By People’s History of the Grand Valley 
 

Grand Junction has a rich feminist history. In 1893, when Colorado voted to give women the right to vote, Mesa County passed the amendment by the largest margins in the state. Photo of Suffragist rally on Main St. Circa 1910s.

In 1895, Elizabeth Taylor and her husband started Utah’s first Black newspaper. In 1904, she organized the Western Federation of Colored Women, including a chapter in GJ. After her husband died, she continued to run the paper before moving to Grand Junction to serve as the Minister at the Handy Chaple. She served during the rise of the KKK in the 1920s. Her sons, and her grand-daughter, Josephin Dickey, were also leaders in the GJ Black Community.

Emma Rainy was a student at the Teller Indian School, her acting and singing voice garnered attention and she was transferred to the Carslie Indian School, the flagship of the Indian boarding school system. She graduated with a vocational education in sewing and laundry. But Rainy had other ideas. After graduation she went on to be the first American Indian lead in a vaudeville show and later starred in early Hollywood westerns. She died young of the Spanish Flu near her home in Idaho.

Grand Junction like any frontier town had a red-light district. Two of its madams Jean Harris and Nell Page. It appears that they both likely worked as prostitutes before becoming keepers of their own establishments. Nell, also known has ‘Broken Jaw’ after she was shot in the face in a Leadville brothel. Nell would operate a house until her death in 1933, and Jean was still in business when WWII broke out.

In 1968, Mary Burns took a stand against the Vietnam War. A Marine at the time Mary was court martial for refusing to wear her uniform or preform work that aided the war effort in Vietnam. Her case made national news and was one of the first cases of soldiers refusing orders as a means of resisting the Vietnam War. She was issued a small fine, confined to barracks, and was quietly discharged. Local letters to the editor called her a traitor. We call her a hero.

For many decades Henrietta Hays was Grand Junction’s most visible feminist. After a chance elevator ride with Gloria Steinem in NYC, Hays came back to GJ and helped form a local chapter of the National Organization of Women. For their efforts they were rewarded with a burning cross in the yard of the house they were meeting in. Later from the late 1980s to the 2010s Hays wrote a liberal feminist column for the Daily Sentinel. In a 2014, when she was one-hundred years old, she wrote “When I was born, my mother could not vote, nor own property. It was not until six years later, in 1920, that Congress finally passed the 20th Amendment.” 

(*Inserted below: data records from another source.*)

//! `soy_core` is the analysis core for Soy (Closure Templates) files. It
//! provides the scanner, a word-fragmenting lexer on top of it, the doc
//! comment accumulator, and a declarative path engine for querying element
//! trees.
//!
//! ## Processing Pipeline
//!
//! ```text
//! Soy source
//!   → SoyScanner (modal scanner, one Symbol per advance)
//!   → WordScanningLexer (splits dotted names and $refs into words)
//!   → tree builder (host supplied, or SyntaxTree in tests)
//!   → ElementPath programs (inspections over the tree)
//! ```
//!
//! ## Modules
//!
//! - [`config`]: configuration loading from `soy.toml`.
//! - [`inspections`]: the path programs behind the Soy inspections and a
//!   runner for them.
//!
//! ## Key Types
//!
//! - [`TokenKind`] and [`Symbol`]: the terminals and the tokens carrying
//!   them.
//! - [`SoyScanner`]: the pull-based scanner with resumable
//!   [`ScannerPosition`]s.
//! - [`DocCommentBuffer`]: the structured form of a template's `/** */`
//!   comment.
//! - [`ElementPath`]: a reusable query built from [`Predicate`]s,
//!   [`Scope`]s and stack steps.
//!
//! ## Quick Start
//!
//! ```rust
//! use soy_core::TokenKind;
//! use soy_core::tokenize;
//!
//! let tokens = tokenize("{namespace example}");
//! let kinds: Vec<TokenKind> = tokens.iter().map(|token| token.kind).collect();
//!
//! assert_eq!(kinds.first(), Some(&TokenKind::TagLbrace));
//! assert!(kinds.contains(&TokenKind::NamespaceIdentifier));
//! ```

pub use collection::*;
pub use config::*;
pub use doc_comment::*;
pub use error::*;
pub use inspections::*;
pub use path::*;
pub use position::*;
pub use predicate::*;
pub use scanner::*;
pub use tokens::*;
pub use tree::*;
pub use word_lexer::*;

mod collection;
pub mod config;
mod doc_comment;
#[allow(unused_assignments)]
mod error;
pub mod inspections;
mod path;
mod position;
mod predicate;
mod scanner;
mod tokens;
mod tree;
mod word_lexer;

#[cfg(test)]
mod __fixtures;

There are too many women in history that get left behind. Women who have nothing written about their lives and struggles. Little will be written about Edna Ainsworth who was just seventeen years old when she died in an attempted home abortion in 1920. Nothing will be written about Silver Tip Bess, a rough riding hard drink cowgirl that was known to fight as hard and as dirty as any man. Some women are lost in the shadow of their husband like Agnes Shores, whose famous husband has taken all the air out of the room, but she was a writer, poet and artist in her own right. Despite her husband working as a railroad cop she was feeding the hobos, “the moment they alighted at the tank or freight station they started uptown to hunt the backdoor where the charity of Agnes Shores flowed out spontaneously to all who asked.” Risk takers like Pearl Harless and Marie Ford, who at great personal risk provided reproductive health care to the women of the Grand Valley long before abortion was legalized, will likely remain obscure and forgotten. But we will say their names!